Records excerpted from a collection
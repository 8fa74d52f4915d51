use std::sync::Arc;
use std::time::Duration;

use tokio::time::sleep;
use tracing::{debug, trace};

use crate::config::Action;
use crate::error::{InjectError, InjectionError};
use crate::executor::injector::{InputEvent, InputInjector};

/// Runs action sequences against an [`InputInjector`].
///
/// Each call to [`ActionSequencer::run`] is strictly serial: an action's
/// injection completes before the next action starts. Separate runs may be
/// in flight at the same time; the sequencer is a cheap clonable handle.
#[derive(Clone)]
pub struct ActionSequencer {
    injector: Arc<dyn InputInjector>,
}

impl ActionSequencer {
    pub fn new(injector: Arc<dyn InputInjector>) -> Self {
        Self { injector }
    }

    /// Name of the underlying injector.
    pub fn injector_name(&self) -> &'static str {
        self.injector.name()
    }

    /// Execute `actions` in order.
    ///
    /// - `wait` suspends without emitting input.
    /// - A press or click with a nonzero hold emits the press, suspends for the
    ///   hold, then emits the release before moving on.
    /// - A key press with a zero hold (and a bare `mouse_down`) stays down until
    ///   a matching release or the end of the sequence, whichever comes first;
    ///   a click with a zero hold releases immediately.
    ///
    /// The first injection failure stops the sequence. Already issued input is
    /// not undone, and nothing still held is released. A failed end-of-sequence
    /// release is reported against the action that pressed the input.
    pub async fn run(&self, actions: &[Action]) -> Result<(), InjectionError> {
        trace!(
            target: "chatplays::sequencer",
            injector = self.injector.name(),
            actions = actions.len(),
            "Starting sequence"
        );
        let mut held = Vec::new();
        for (index, action) in actions.iter().enumerate() {
            trace!(target: "chatplays::sequencer", index, kind = action.kind(), "Executing action");
            self.execute(index, action, &mut held)
                .await
                .map_err(|source| InjectionError {
                    index,
                    action: action.kind(),
                    source,
                })?;
        }

        // Release leftovers, most recent first.
        while let Some(Held { release, pressed_at }) = held.pop() {
            trace!(target: "chatplays::sequencer", ?release, pressed_at, "Releasing input held past the end of the sequence");
            self.emit(release)
                .await
                .map_err(|source| InjectionError {
                    index: pressed_at,
                    action: actions.get(pressed_at).map_or("release", Action::kind),
                    source,
                })?;
        }
        debug!(target: "chatplays::sequencer", actions = actions.len(), "Sequence completed");
        Ok(())
    }

    async fn execute(
        &self,
        index: usize,
        action: &Action,
        held: &mut Vec<Held>,
    ) -> Result<(), InjectError> {
        match *action {
            Action::KeyPress { key, .. } => {
                self.emit(InputEvent::KeyDown(key)).await?;
                let release = InputEvent::KeyUp(key);
                match action.hold() {
                    Some(hold) => {
                        forget(held, release);
                        self.hold_then(hold, release).await
                    }
                    None => {
                        remember(held, release, index);
                        Ok(())
                    }
                }
            }
            Action::KeyRelease { key } => {
                let release = InputEvent::KeyUp(key);
                forget(held, release);
                self.emit(release).await
            }

            Action::MouseMove { x, y, relative } => {
                let event = if relative {
                    InputEvent::MoveRelative { dx: x, dy: y }
                } else {
                    InputEvent::MoveAbsolute { x, y }
                };
                self.emit(event).await
            }
            Action::MouseClick {
                button, position, ..
            } => {
                if let Some(p) = position {
                    self.emit(InputEvent::MoveAbsolute { x: p.x, y: p.y }).await?;
                }
                let release = InputEvent::ButtonUp(button);
                forget(held, release);
                self.emit(InputEvent::ButtonDown(button)).await?;
                match action.hold() {
                    Some(hold) => self.hold_then(hold, release).await,
                    None => self.emit(release).await,
                }
            }
            Action::MouseDown { button } => {
                self.emit(InputEvent::ButtonDown(button)).await?;
                remember(held, InputEvent::ButtonUp(button), index);
                Ok(())
            }
            Action::MouseUp { button } => {
                let release = InputEvent::ButtonUp(button);
                forget(held, release);
                self.emit(release).await
            }

            Action::Wait { ms } => {
                sleep(Duration::from_millis(ms)).await;
                Ok(())
            }
        }
    }

    async fn hold_then(&self, hold: Duration, release: InputEvent) -> Result<(), InjectError> {
        sleep(hold).await;
        self.emit(release).await
    }

    async fn emit(&self, event: InputEvent) -> Result<(), InjectError> {
        self.injector.inject(event).await
    }
}

/// Input still down, with the release that ends it and the index of the
/// action that pressed it.
struct Held {
    release: InputEvent,
    pressed_at: usize,
}

fn remember(held: &mut Vec<Held>, release: InputEvent, pressed_at: usize) {
    if !held.iter().any(|h| h.release == release) {
        held.push(Held {
            release,
            pressed_at,
        });
    }
}

fn forget(held: &mut Vec<Held>, release: InputEvent) {
    held.retain(|h| h.release != release);
}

▶ To do:
All lines from the one with "if !held.iter().any(|h| h.release" to the end of the records must be set down exactly. Skip every line before it.

▶ Response area:
    if !held.iter().any(|h| h.release == release) {
        held.push(Held {
            release,
            pressed_at,
        });
    }
}

fn forget(held: &mut Vec<Held>, release: InputEvent) {
    held.retain(|h| h.release != release);
}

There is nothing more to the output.